(Materials provided)
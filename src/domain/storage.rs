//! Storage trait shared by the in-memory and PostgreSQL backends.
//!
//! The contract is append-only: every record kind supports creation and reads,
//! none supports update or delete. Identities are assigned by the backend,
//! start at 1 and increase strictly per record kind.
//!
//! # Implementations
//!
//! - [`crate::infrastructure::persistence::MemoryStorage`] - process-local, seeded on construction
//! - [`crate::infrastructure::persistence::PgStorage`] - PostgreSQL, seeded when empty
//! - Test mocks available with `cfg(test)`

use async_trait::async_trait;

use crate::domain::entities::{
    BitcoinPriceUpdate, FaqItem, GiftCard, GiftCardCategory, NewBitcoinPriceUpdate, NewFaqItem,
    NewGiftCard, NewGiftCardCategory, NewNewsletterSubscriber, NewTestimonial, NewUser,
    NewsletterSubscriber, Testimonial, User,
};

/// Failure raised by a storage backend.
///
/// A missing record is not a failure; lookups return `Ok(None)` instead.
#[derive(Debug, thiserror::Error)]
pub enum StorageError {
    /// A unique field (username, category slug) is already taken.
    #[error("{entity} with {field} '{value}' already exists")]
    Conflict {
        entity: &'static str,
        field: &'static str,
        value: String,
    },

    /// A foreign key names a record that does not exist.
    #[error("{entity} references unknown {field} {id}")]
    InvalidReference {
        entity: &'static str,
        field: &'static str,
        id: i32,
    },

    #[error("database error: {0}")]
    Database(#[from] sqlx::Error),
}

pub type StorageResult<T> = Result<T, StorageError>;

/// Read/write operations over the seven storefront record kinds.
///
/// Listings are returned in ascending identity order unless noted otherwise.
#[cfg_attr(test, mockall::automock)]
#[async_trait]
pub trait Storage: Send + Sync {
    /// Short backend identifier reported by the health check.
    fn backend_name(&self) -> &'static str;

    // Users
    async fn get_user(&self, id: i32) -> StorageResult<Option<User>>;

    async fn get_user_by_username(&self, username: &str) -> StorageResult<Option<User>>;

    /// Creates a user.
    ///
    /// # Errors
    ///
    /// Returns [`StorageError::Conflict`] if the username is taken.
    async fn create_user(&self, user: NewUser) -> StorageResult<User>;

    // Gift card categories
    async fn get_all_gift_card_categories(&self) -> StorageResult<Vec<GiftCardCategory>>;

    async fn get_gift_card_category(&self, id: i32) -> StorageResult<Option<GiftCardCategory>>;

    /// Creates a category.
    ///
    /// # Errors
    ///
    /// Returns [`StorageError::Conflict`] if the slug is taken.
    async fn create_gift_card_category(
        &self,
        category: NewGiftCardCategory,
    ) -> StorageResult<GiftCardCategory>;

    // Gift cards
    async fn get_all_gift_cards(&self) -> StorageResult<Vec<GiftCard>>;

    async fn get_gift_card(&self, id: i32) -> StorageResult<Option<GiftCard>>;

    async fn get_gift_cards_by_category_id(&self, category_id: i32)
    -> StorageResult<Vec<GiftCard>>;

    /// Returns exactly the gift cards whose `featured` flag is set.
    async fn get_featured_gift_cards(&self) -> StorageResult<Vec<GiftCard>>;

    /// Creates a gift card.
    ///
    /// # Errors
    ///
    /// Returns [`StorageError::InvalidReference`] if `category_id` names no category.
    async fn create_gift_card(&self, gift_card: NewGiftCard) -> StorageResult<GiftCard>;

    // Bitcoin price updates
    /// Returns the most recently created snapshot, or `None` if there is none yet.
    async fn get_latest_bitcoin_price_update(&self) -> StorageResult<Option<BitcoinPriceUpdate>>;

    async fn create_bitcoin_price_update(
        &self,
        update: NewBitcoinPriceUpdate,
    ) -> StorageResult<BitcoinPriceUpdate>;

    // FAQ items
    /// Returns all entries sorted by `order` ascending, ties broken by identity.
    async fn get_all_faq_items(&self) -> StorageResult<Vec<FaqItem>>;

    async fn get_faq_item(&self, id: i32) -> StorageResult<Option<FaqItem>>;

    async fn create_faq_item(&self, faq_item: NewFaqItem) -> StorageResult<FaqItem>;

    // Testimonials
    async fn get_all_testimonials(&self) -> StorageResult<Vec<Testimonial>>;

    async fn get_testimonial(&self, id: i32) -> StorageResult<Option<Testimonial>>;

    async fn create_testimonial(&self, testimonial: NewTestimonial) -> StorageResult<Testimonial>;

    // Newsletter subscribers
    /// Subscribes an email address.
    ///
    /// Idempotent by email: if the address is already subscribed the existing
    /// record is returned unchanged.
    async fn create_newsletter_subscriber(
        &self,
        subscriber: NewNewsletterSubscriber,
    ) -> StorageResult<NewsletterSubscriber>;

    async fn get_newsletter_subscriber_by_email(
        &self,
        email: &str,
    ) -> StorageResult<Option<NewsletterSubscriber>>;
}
(End Materials provided)
(Materials provided)
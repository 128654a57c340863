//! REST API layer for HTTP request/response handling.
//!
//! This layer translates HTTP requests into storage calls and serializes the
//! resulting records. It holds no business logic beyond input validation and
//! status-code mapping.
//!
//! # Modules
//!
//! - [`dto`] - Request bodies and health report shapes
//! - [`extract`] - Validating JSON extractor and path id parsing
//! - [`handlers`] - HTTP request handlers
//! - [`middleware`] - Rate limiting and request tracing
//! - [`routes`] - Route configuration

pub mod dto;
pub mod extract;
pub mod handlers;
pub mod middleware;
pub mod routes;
(End Materials provided)
(Materials provided)
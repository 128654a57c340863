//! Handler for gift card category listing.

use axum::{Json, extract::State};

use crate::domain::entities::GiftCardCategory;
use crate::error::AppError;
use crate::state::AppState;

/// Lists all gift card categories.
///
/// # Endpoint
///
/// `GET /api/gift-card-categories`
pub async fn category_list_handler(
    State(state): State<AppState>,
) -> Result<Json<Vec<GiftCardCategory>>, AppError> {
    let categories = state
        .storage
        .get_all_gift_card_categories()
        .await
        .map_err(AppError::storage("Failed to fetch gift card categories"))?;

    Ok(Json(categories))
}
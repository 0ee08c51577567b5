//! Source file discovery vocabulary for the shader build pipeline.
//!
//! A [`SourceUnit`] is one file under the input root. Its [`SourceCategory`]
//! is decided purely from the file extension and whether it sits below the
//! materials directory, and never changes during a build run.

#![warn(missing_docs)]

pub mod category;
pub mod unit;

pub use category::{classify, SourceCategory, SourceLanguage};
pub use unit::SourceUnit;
(End Materials provided)
**Instructions to follow**. Would you please write out, exactly and with no other lines, the stretch of the listing above from the line containing "to fetch gift" through the line containing "pub use unit::SourceUnit;"?

**Answer below**.
        .map_err(AppError::storage("Failed to fetch gift card categories"))?;

    Ok(Json(categories))
}
repository 0ee08c51577567b5
//! Source file discovery vocabulary for the shader build pipeline.
//!
//! A [`SourceUnit`] is one file under the input root. Its [`SourceCategory`]
//! is decided purely from the file extension and whether it sits below the
//! materials directory, and never changes during a build run.

#![warn(missing_docs)]

pub mod category;
pub mod unit;

pub use category::{classify, SourceCategory, SourceLanguage};
pub use unit::SourceUnit;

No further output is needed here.